> [RECORDS PROVIDED]
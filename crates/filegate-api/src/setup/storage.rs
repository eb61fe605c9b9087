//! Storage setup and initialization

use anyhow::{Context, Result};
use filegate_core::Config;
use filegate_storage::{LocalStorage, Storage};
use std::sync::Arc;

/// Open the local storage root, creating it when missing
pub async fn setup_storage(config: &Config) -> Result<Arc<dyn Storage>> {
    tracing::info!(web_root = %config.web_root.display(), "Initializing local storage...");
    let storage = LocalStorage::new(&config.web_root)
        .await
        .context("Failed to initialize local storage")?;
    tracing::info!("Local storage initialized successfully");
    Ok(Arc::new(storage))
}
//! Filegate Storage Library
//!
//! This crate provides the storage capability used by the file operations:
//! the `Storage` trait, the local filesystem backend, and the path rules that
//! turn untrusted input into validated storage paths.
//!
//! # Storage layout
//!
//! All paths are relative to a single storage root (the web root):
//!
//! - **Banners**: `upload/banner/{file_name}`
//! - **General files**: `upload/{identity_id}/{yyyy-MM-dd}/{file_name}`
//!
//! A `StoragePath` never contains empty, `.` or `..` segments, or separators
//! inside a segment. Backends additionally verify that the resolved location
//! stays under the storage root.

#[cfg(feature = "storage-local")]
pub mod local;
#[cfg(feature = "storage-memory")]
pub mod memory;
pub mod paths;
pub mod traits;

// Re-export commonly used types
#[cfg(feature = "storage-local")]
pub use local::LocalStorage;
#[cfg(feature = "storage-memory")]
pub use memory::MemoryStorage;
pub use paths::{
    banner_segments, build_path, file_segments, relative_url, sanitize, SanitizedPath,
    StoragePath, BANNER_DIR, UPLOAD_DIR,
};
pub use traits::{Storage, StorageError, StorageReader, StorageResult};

> [REQUIREMENT] In the listing, how many lines hold "that"? Answer with a bare number.

> [WRITTEN ANSWER] 2